The sixth paper entitled “Automatic Heart Activity Diagnosis based on Gram Polynomials and Probabilistic Neural Networks” by Beritelli et al. [9] proposes a method to diagnose heart disease using machine-learning algorithms such as neural networks. Normal and abnormal heart sounds (phonocardiogram) from over 3000 data samples were separated by probabilistic neural networks using features extracted by Gram polynomials. Machine-learning algorithms have been often applied to sleep analysis such as automatic sleep staging and diagnosis of sleep disorders. The seventh paper by Wei et al. [10], entitled “The Research of Sleep Staging Based on Single-lead Electrocardiogram and Deep Neural Network” utilizes a deep neural network (DNN) model implemented using a stacked autoencoder.
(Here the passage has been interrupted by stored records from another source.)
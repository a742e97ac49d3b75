//! Computed table for memoising diagram operations.
//!
//! Every recursive operation of the managers (ITE, quantification, relational
//! product, weighted apply) first consults the computed table, keyed by the
//! operation and its operands. The table is a plain [`HashMap`], so it never
//! evicts; it is cleared on garbage collection, since keys may then mention
//! recycled node indices.

use std::collections::HashMap;
use std::hash::Hash;

/// Memo table with hit/miss counters.
pub struct Cache<K, V> {
    map: HashMap<K, V>,
    hits: usize,
    misses: usize,
}

impl<K, V> Default for Cache<K, V> {
    fn default() -> Self {
        Self::new(14)
    }
}

impl<K, V> Cache<K, V> {
    /// Creates a cache with room for `2^bits` entries before the first resize.
    pub fn new(bits: usize) -> Self {
        Self {
            map: HashMap::with_capacity(1 << bits),
            hits: 0,
            misses: 0,
        }
    }

    pub fn len(&self) -> usize {
        self.map.len()
    }

    pub fn is_empty(&self) -> bool {
        self.map.is_empty()
    }

    pub fn hits(&self) -> usize {
        self.hits
    }

    pub fn misses(&self) -> usize {
        self.misses
    }

    pub fn clear(&mut self) {
        self.map.clear();
    }
}

impl<K, V> Cache<K, V>
where
    K: Hash + Eq,
    V: Copy,
{
    #[inline]
    pub fn get(&mut self, key: &K) -> Option<V> {
        match self.map.get(key) {
            Some(&v) => {
                self.hits += 1;
                Some(v)
            }
            None => {
                self.misses += 1;
                None
            }
        }
    }

    #[inline]
    pub fn insert(&mut self, key: K, value: V) {
        self.map.insert(key, value);
    }
}
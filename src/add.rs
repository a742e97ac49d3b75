//! Weighted decision diagrams (ADDs) with [`Cost`] terminals.
//!
//! A weighted diagram maps every assignment to a cost, `INFINITY` standing
//! for "absent". It shares variable ids with the [`Bdd`] manager it was
//! created next to, so Boolean relations can be lifted into weighted ones
//! ([`Add::from_bdd`]) and cost levels cut back into Boolean sets
//! ([`Add::to_bdd`]).
//!
//! Nodes carry no complement bit: there is no cheap negation of a cost function.

use std::cell::RefCell;
use std::cmp::min;
use std::collections::{BTreeSet, HashMap, HashSet};
use std::fmt::{Debug, Display, Formatter};

use log::{debug, trace};

use crate::bdd::Bdd;
use crate::cache::Cache;
use crate::reference::Ref;

/// Path cost. `INFINITY` is absorbing under addition.
pub type Cost = u64;

pub const INFINITY: Cost = Cost::MAX;

#[derive(Debug, Copy, Clone, Eq, PartialEq, Ord, PartialOrd, Hash)]
pub struct AddRef(u32);

impl AddRef {
    pub fn index(self) -> usize {
        self.0 as usize
    }
}

impl Display for AddRef {
    fn fmt(&self, f: &mut Formatter<'_>) -> std::fmt::Result {
        write!(f, "#{}", self.0)
    }
}

#[derive(Debug, Copy, Clone, Eq, PartialEq, Hash)]
enum AddNode {
    Terminal(Cost),
    Inner { variable: u32, low: AddRef, high: AddRef },
}

/// Pointwise binary operations.
#[derive(Debug, Copy, Clone, Eq, PartialEq, Hash)]
pub enum AddOp {
    Plus,
    Min,
    Max,
}

impl AddOp {
    fn eval(self, a: Cost, b: Cost) -> Cost {
        match self {
            AddOp::Plus => a.saturating_add(b),
            AddOp::Min => a.min(b),
            AddOp::Max => a.max(b),
        }
    }
}

pub struct Add {
    nodes: RefCell<Vec<AddNode>>,
    unique: RefCell<HashMap<AddNode, AddRef>>,
    free: RefCell<Vec<u32>>,
    /// Roots kept by every sweep, with their holder counts.
    pinned: RefCell<HashMap<AddRef, usize>>,
    cache: RefCell<Cache<(AddOp, AddRef, AddRef), AddRef>>,
}

impl Add {
    pub fn new(storage_bits: usize) -> Self {
        let bits = min(storage_bits, 16);
        Self {
            nodes: RefCell::new(Vec::with_capacity(1 << bits)),
            unique: RefCell::new(HashMap::with_capacity(1 << bits)),
            free: RefCell::new(Vec::new()),
            pinned: RefCell::new(HashMap::new()),
            cache: RefCell::new(Cache::new(bits)),
        }
    }
}

impl Default for Add {
    fn default() -> Self {
        Add::new(20)
    }
}

impl Debug for Add {
    fn fmt(&self, f: &mut Formatter<'_>) -> std::fmt::Result {
        f.debug_struct("Add")
            .field("nodes", &self.nodes.borrow().len())
            .field("cache_hits", &self.cache.borrow().hits())
            .finish()
    }
}

impl Add {
    fn intern(&self, node: AddNode) -> AddRef {
        if let Some(&r) = self.unique.borrow().get(&node) {
            return r;
        }
        let mut nodes = self.nodes.borrow_mut();
        let r = match self.free.borrow_mut().pop() {
            Some(i) => {
                nodes[i as usize] = node;
                AddRef(i)
            }
            None => {
                nodes.push(node);
                AddRef(nodes.len() as u32 - 1)
            }
        };
        self.unique.borrow_mut().insert(node, r);
        r
    }

    fn node(&self, f: AddRef) -> AddNode {
        self.nodes.borrow()[f.index()]
    }

    pub fn constant(&self, value: Cost) -> AddRef {
        self.intern(AddNode::Terminal(value))
    }

    pub fn infinity(&self) -> AddRef {
        self.constant(INFINITY)
    }

    pub fn mk_node(&self, v: u32, low: AddRef, high: AddRef) -> AddRef {
        assert_ne!(v, 0, "Variable index should not be zero");
        if low == high {
            return low;
        }
        debug_assert!(self.level(low) > v && self.level(high) > v);
        self.intern(AddNode::Inner {
            variable: v,
            low,
            high,
        })
    }

    /// The terminal value, if `f` is constant.
    pub fn value(&self, f: AddRef) -> Option<Cost> {
        match self.node(f) {
            AddNode::Terminal(c) => Some(c),
            AddNode::Inner { .. } => None,
        }
    }

    pub fn level(&self, f: AddRef) -> u32 {
        match self.node(f) {
            AddNode::Terminal(_) => u32::MAX,
            AddNode::Inner { variable, .. } => variable,
        }
    }

    fn cofactors(&self, f: AddRef, v: u32) -> (AddRef, AddRef) {
        match self.node(f) {
            AddNode::Inner { variable, low, high } if variable == v => (low, high),
            _ => (f, f),
        }
    }

    /// Pointwise `op(f, g)`.
    pub fn apply(&self, op: AddOp, f: AddRef, g: AddRef) -> AddRef {
        if let (Some(a), Some(b)) = (self.value(f), self.value(g)) {
            return self.constant(op.eval(a, b));
        }
        match op {
            AddOp::Plus => {
                if self.value(f) == Some(INFINITY) || self.value(g) == Some(INFINITY) {
                    return self.infinity();
                }
                if self.value(f) == Some(0) {
                    return g;
                }
                if self.value(g) == Some(0) {
                    return f;
                }
            }
            AddOp::Min => {
                if f == g || self.value(g) == Some(INFINITY) {
                    return f;
                }
                if self.value(f) == Some(INFINITY) {
                    return g;
                }
            }
            AddOp::Max => {
                if f == g || self.value(g) == Some(0) {
                    return f;
                }
                if self.value(f) == Some(0) {
                    return g;
                }
            }
        }

        // All three operations are commutative.
        let (f, g) = if f <= g { (f, g) } else { (g, f) };
        let key = (op, f, g);
        let cached = self.cache.borrow_mut().get(&key);
        if let Some(res) = cached {
            return res;
        }

        let m = self.level(f).min(self.level(g));
        let (f0, f1) = self.cofactors(f, m);
        let (g0, g1) = self.cofactors(g, m);
        let low = self.apply(op, f0, g0);
        let high = self.apply(op, f1, g1);
        let res = self.mk_node(m, low, high);

        trace!("apply({:?}, {}, {}) -> {}", op, f, g, res);
        self.cache.borrow_mut().insert(key, res);
        res
    }

    pub fn plus(&self, f: AddRef, g: AddRef) -> AddRef {
        self.apply(AddOp::Plus, f, g)
    }

    pub fn minimum(&self, f: AddRef, g: AddRef) -> AddRef {
        self.apply(AddOp::Min, f, g)
    }

    pub fn maximum(&self, f: AddRef, g: AddRef) -> AddRef {
        self.apply(AddOp::Max, f, g)
    }

    /// Lifts a Boolean function: `then` where `f` holds, `otherwise` elsewhere.
    pub fn from_bdd(&self, bdd: &Bdd, f: Ref, then: Cost, otherwise: Cost) -> AddRef {
        let mut cache = HashMap::new();
        self.from_bdd_(bdd, f, then, otherwise, &mut cache)
    }

    fn from_bdd_(&self, bdd: &Bdd, f: Ref, then: Cost, otherwise: Cost, cache: &mut HashMap<Ref, AddRef>) -> AddRef {
        if bdd.is_one(f) {
            return self.constant(then);
        }
        if bdd.is_zero(f) {
            return self.constant(otherwise);
        }
        if let Some(&res) = cache.get(&f) {
            return res;
        }
        let v = bdd.variable(f.index());
        let low = self.from_bdd_(bdd, bdd.low_node(f), then, otherwise, cache);
        let high = self.from_bdd_(bdd, bdd.high_node(f), then, otherwise, cache);
        let res = self.mk_node(v, low, high);
        cache.insert(f, res);
        res
    }

    /// The set of assignments whose value satisfies `pred`.
    pub fn to_bdd(&self, bdd: &Bdd, f: AddRef, pred: impl Fn(Cost) -> bool) -> Ref {
        let mut cache = HashMap::new();
        self.to_bdd_(bdd, f, &pred, &mut cache)
    }

    fn to_bdd_(&self, bdd: &Bdd, f: AddRef, pred: &impl Fn(Cost) -> bool, cache: &mut HashMap<AddRef, Ref>) -> Ref {
        if let Some(&res) = cache.get(&f) {
            return res;
        }
        let res = match self.node(f) {
            AddNode::Terminal(c) => {
                if pred(c) {
                    bdd.one
                } else {
                    bdd.zero
                }
            }
            AddNode::Inner { variable, low, high } => {
                let low = self.to_bdd_(bdd, low, pred, cache);
                let high = self.to_bdd_(bdd, high, pred, cache);
                bdd.mk_node(variable, low, high)
            }
        };
        cache.insert(f, res);
        res
    }

    /// Assignments with a finite value.
    pub fn finite(&self, bdd: &Bdd, f: AddRef) -> Ref {
        self.to_bdd(bdd, f, |c| c != INFINITY)
    }

    /// Keeps the values of `f` on `set` and makes everything else infinite.
    pub fn restrict_to(&self, bdd: &Bdd, f: AddRef, set: Ref) -> AddRef {
        let mask = self.from_bdd(bdd, set, 0, INFINITY);
        self.plus(f, mask)
    }

    /// `min over vars. f`, the weighted counterpart of existential quantification.
    pub fn min_abstract(&self, f: AddRef, vars: &BTreeSet<u32>) -> AddRef {
        let mut cache = HashMap::new();
        self.min_abstract_(f, vars, &mut cache)
    }

    fn min_abstract_(&self, f: AddRef, vars: &BTreeSet<u32>, cache: &mut HashMap<AddRef, AddRef>) -> AddRef {
        let (variable, low, high) = match self.node(f) {
            AddNode::Terminal(_) => return f,
            AddNode::Inner { variable, low, high } => (variable, low, high),
        };
        if vars.range(variable..).next().is_none() {
            return f;
        }
        if let Some(&res) = cache.get(&f) {
            return res;
        }
        let low = self.min_abstract_(low, vars, cache);
        let high = self.min_abstract_(high, vars, cache);
        let res = if vars.contains(&variable) {
            self.minimum(low, high)
        } else {
            self.mk_node(variable, low, high)
        };
        cache.insert(f, res);
        res
    }

    /// Simultaneous variable renaming, as [`Bdd::rename`].
    pub fn rename(&self, f: AddRef, map: &HashMap<u32, u32>) -> AddRef {
        let mut cache = HashMap::new();
        self.rename_(f, map, &mut cache)
    }

    fn rename_(&self, f: AddRef, map: &HashMap<u32, u32>, cache: &mut HashMap<AddRef, AddRef>) -> AddRef {
        let (variable, low, high) = match self.node(f) {
            AddNode::Terminal(_) => return f,
            AddNode::Inner { variable, low, high } => (variable, low, high),
        };
        if let Some(&res) = cache.get(&f) {
            return res;
        }
        let low = self.rename_(low, map, cache);
        let high = self.rename_(high, map, cache);
        let target = map.get(&variable).copied().unwrap_or(variable);
        // ite(target, high, low) = min(high on target, low off target)
        let on = self.mk_node(target, self.infinity(), self.constant(0));
        let off = self.mk_node(target, self.constant(0), self.infinity());
        let res = self.minimum(self.plus(on, high), self.plus(off, low));
        cache.insert(f, res);
        res
    }

    /// Distinct finite terminal values reachable in `f`, ascending.
    pub fn terminals(&self, f: AddRef) -> BTreeSet<Cost> {
        let mut values = BTreeSet::new();
        let mut visited = std::collections::HashSet::new();
        let mut stack = vec![f];
        while let Some(g) = stack.pop() {
            if !visited.insert(g) {
                continue;
            }
            match self.node(g) {
                AddNode::Terminal(c) => {
                    if c != INFINITY {
                        values.insert(c);
                    }
                }
                AddNode::Inner { low, high, .. } => {
                    stack.push(low);
                    stack.push(high);
                }
            }
        }
        values
    }

    /// Value of `f` under an assignment given as a predicate on variable ids.
    pub fn eval(&self, f: AddRef, assignment: impl Fn(u32) -> bool) -> Cost {
        let mut current = f;
        loop {
            match self.node(current) {
                AddNode::Terminal(c) => return c,
                AddNode::Inner { variable, low, high } => {
                    current = if assignment(variable) { high } else { low };
                }
            }
        }
    }

    /// Number of nodes in the arena, including freed slots.
    pub fn len(&self) -> usize {
        self.nodes.borrow().len()
    }

    pub fn is_empty(&self) -> bool {
        self.nodes.borrow().is_empty()
    }

    pub fn live_nodes(&self) -> usize {
        self.unique.borrow().len()
    }

    /// Keeps `f` alive across [`collect_garbage`][Self::collect_garbage] until a matching [`unpin`][Self::unpin].
    pub fn pin(&self, f: AddRef) {
        *self.pinned.borrow_mut().entry(f).or_insert(0) += 1;
    }

    pub fn unpin(&self, f: AddRef) {
        let mut pinned = self.pinned.borrow_mut();
        if let Some(count) = pinned.get_mut(&f) {
            *count -= 1;
            if *count == 0 {
                pinned.remove(&f);
            }
        }
    }

    /// Frees every node not reachable from `roots` or a pinned diagram.
    /// Returns the number of dropped nodes.
    ///
    /// Any other `AddRef` held by the caller is invalid afterwards.
    pub fn collect_garbage(&self, roots: &[AddRef]) -> usize {
        self.cache.borrow_mut().clear();

        let mut alive = HashSet::new();
        let mut stack: Vec<AddRef> = roots.to_vec();
        stack.extend(self.pinned.borrow().keys().copied());
        while let Some(f) = stack.pop() {
            if !alive.insert(f) {
                continue;
            }
            if let AddNode::Inner { low, high, .. } = self.node(f) {
                stack.push(low);
                stack.push(high);
            }
        }

        let mut dropped = Vec::new();
        self.unique.borrow_mut().retain(|_, r| {
            let keep = alive.contains(r);
            if !keep {
                dropped.push(r.0);
            }
            keep
        });
        self.free.borrow_mut().extend_from_slice(&dropped);
        debug!("collect_garbage: kept {} weighted nodes, dropped {}", alive.len(), dropped.len());
        dropped.len()
    }
}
The DNN structure classifies three sleep stages, wake, REM, and Non-REM, using only one channel electrocardiogram (ECG) signal. In the eighth paper entitled “Obstructive Sleep Apnoea Detection using convolutional neural network based deep learning framework,” Dey et al. [11] proposes an end-to-end framework of convolutional neural network (CNN) to detect obstructive sleep apnoea (OSA) using a single-lead ECG signal. While the second paper by Wei et al. extracted the features of raw ECG using conventional methods before the DNN classifier, Dey et al. directly feeds the raw ECG signal into CNN and lets the algorithm define the feature and class outputs simultaneously.